Meet Britt Drӧgemӧller, the new Canada Research Chair in Pharmacogenomics and Precision Medicine.
Britt Drӧgemӧller, the new UM Canada Research Chair (CRC) in Pharmacogenomics and Precision Medicine joined the UM in April as an assistant professor, biochemistry and medical genetics, Max Rady College of Medicine, Rady Faculty of Health Sciences. She is also a member of the Children’s Hospital Research Institute of Manitoba and the Research Institute in Oncology and Hematology (a joint institute of the UM and CancerCare Manitoba). She was awarded a Tier 2 CRC, which comes with $500,000 in funding over five years, from the Canadian Institutes of Health Research. UM Today caught up with her to learn a bit about her and the research she is undertaking.
Tell us about your research
Advances in modern medicine have transformed the treatment of disease. Unfortunately, the life-saving properties of therapeutic drugs often come at a cost, and many patients will experience severe, and sometimes lethal, adverse drug reactions as a result of these treatments. My research uses large-scale genomic data to identify genetic variants that contribute to the undesirable outcomes of medications. This genetic information can be used to guide the development of safer and more effective medications and can inform the selection of personalized treatments. I will focus specifically on vulnerable and understudied populations, such as pediatric and maternal populations, as therapeutic drugs are often not designed with these populations in mind. By reducing the adverse effects of therapeutic treatments, my lab aims to reduce the burdens placed on Canadians, who are already suffering the devastating consequences of the diseases that they are being treated for.
Tell us a bit about yourself.
Prior to joining UM in 2020, I completed a PhD at Stellenbosch University in South Africa and travelled more or less to the opposite side of the world to take up a position as a postdoctoral fellow in the Canadian Pharmacogenomics Network for Drug Safety at the University of British Columbia. There are many things that attracted me to the University of Manitoba, including the growing focus on data science initiatives, the passionate community of new investigators, the wealth of research expertise in my department and the supportive and collaborative environment that is characteristic of the university. As an added bonus, the sunsets in Winnipeg are phenomenal, and I look forward to exploring the city more in the coming years!
What does CRC funding mean to you as a researcher?
Receiving the CRC funding will open up many opportunities for me and provide me with the resources to generate genomic data that can be used to uncover meaningful findings that can ultimately be translated into the clinic. It also provideds me with opportunities to hire talented and diverse individuals to join my lab, which is something I am particularly excited about. Through this award, I hope to create awareness about the research that I am performing, and in so doing, improve health outcomes in Canada and the rest of the world.
How did you feel when you learned you were awarded your CRC?
I was truly honoured and humbled to receive this award. While my journey as an independent investigator is just beginning, I have only reached this point in my career by collaborating with, and receiving mentorship from, many talented researchers from across Canada and the globe. It is my hope that this CRC will provide me with the resources to provide future young scientists with opportunities to embark on their own independent and successful careers.
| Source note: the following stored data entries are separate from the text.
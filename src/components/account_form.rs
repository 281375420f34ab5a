use super::overlay::ErrorList;
use crate::channel::use_controller;
use crate::state::{AccountForm, FormKind};
use crate::util::input_value;
use yew::prelude::*;

#[derive(Clone, Debug, Default, PartialEq)]
struct Fields {
    username: String,
    email: String,
    password: String,
    c_password: String,
    otp: String,
}

#[derive(Properties, PartialEq, Clone)]
pub struct AccountFormViewProps {
    pub kind: FormKind,
}

#[function_component]
pub fn AccountFormView(props: &AccountFormViewProps) -> Html {
    let kind = props.kind;
    let form = use_controller(move || AccountForm::new(kind));
    let fields = use_state(Fields::default);

    let field = |apply: fn(&mut Fields, String)| {
        let fields = fields.clone();
        Callback::from(move |e: InputEvent| {
            let mut next = (*fields).clone();
            apply(&mut next, input_value(&e));
            fields.set(next);
        })
    };
    let on_submit = {
        let form = form.clone();
        let fields = fields.clone();
        Callback::from(move |e: SubmitEvent| {
            e.prevent_default();
            let f = (*fields).clone();
            form.act(|a| match a.kind() {
                FormKind::Login if a.pin_sent_to().is_some() => a.login_with_pin(&f.otp),
                FormKind::Login => a.login(&f.username, &f.password),
                FormKind::Signup => a.sign_up(&f.username, &f.email, &f.password, &f.c_password),
                FormKind::ChangePassword => a.change_password(&f.password),
            });
        })
    };
    let on_forgot = {
        let form = form.clone();
        let fields = fields.clone();
        Callback::from(move |_| form.act(|a| a.forgot_password(&fields.username)))
    };

    let a = form.borrow();
    let f = (*fields).clone();
    let errors = a.errors().to_vec();
    let body = match kind {
        FormKind::Login => match a.pin_sent_to() {
            Some(user) => html! {
                <>
                    <p style="margin:0; color:#8b949e;">{ format!("A one-time PIN was emailed to {user}.") }</p>
                    <label>{"PIN"}<input value={f.otp} oninput={field(|s, v| s.otp = v)} /></label>
                    <button type="submit">{"Log in with PIN"}</button>
                </>
            },
            None => html! {
                <>
                    <label>{"Username"}<input value={f.username} oninput={field(|s, v| s.username = v)} /></label>
                    <label>{"Password"}<input type="password" value={f.password} oninput={field(|s, v| s.password = v)} /></label>
                    <button type="submit">{"Log in"}</button>
                    <button type="button" onclick={on_forgot}>{"Forgot password?"}</button>
                    <a href="/signup">{"Create an account"}</a>
                </>
            },
        },
        FormKind::Signup => html! {
            <>
                <label>{"Username"}<input value={f.username} oninput={field(|s, v| s.username = v)} /></label>
                <label>{"Email"}<input type="email" value={f.email} oninput={field(|s, v| s.email = v)} /></label>
                <label>{"Password"}<input type="password" value={f.password} oninput={field(|s, v| s.password = v)} /></label>
                <label>{"Confirm password"}<input type="password" value={f.c_password} oninput={field(|s, v| s.c_password = v)} /></label>
                <button type="submit">{"Sign up"}</button>
            </>
        },
        FormKind::ChangePassword => html! {
            <>
                <label>{"New password"}<input type="password" value={f.password} oninput={field(|s, v| s.password = v)} /></label>
                <button type="submit">{"Change password"}</button>
            </>
        },
    };
    let title = match kind {
        FormKind::Login => "Log in",
        FormKind::Signup => "Sign up",
        FormKind::ChangePassword => "Choose a new password",
    };

    html! {
        <form onsubmit={on_submit} style="display:flex; flex-direction:column; gap:8px; padding:16px; max-width:360px;">
            <h2 style="margin:0;">{ title }</h2>
            <ErrorList errors={errors} />
            { body }
        </form>
    }
}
What inspires you? Who is your research role model, or someone who has inspired your work, and why?
Throughout my career, I have had the privilege of working with many people who inspire me. My undergraduate genetics lecturers steered me towards a career in genomics research and my PhD supervisor, Prof. Louise Warnich, played an important role in solidifying my passion for research and human genomics. Beyond this, each mentor and colleague that I have worked with has taught me something new. I am also fortunate to be married to a fellow genomics researcher (Dr. Galen Wright, also a recent CRC awardee at UM) and the conversations that we have about our research is something that provides constant inspiration.
What about you would people find surprising?
When I am not sitting in front of my computer trying to uncover new links between genetics and human disease, I love exploring the outdoors. I am an adventurer at heart and enjoy camping and travelling (pre-COVID) to new and remote places. The longest camping trip I have been on was 27 days and consisted of hiking, cycling and canoeing through different parts of South Africa. I have camped in various places in Africa, Europe and North America and am extremely excited to begin exploring Manitoba.
Do you have any advice for students/young grad students starting their career?
Surround yourself with people that inspire you and take the opportunity to learn as much as you can from them. Collaborate and build connections with people outside of your immediate research environment. Join networks and expose yourself to diverse aspects of research. Don’t be discouraged by inevitable rejections or failures – they can lead to new discoveries and opportunities. Although the obstacles that you encounter along the way can be frustrating, solving these problems is ultimately the most rewarding aspect of research.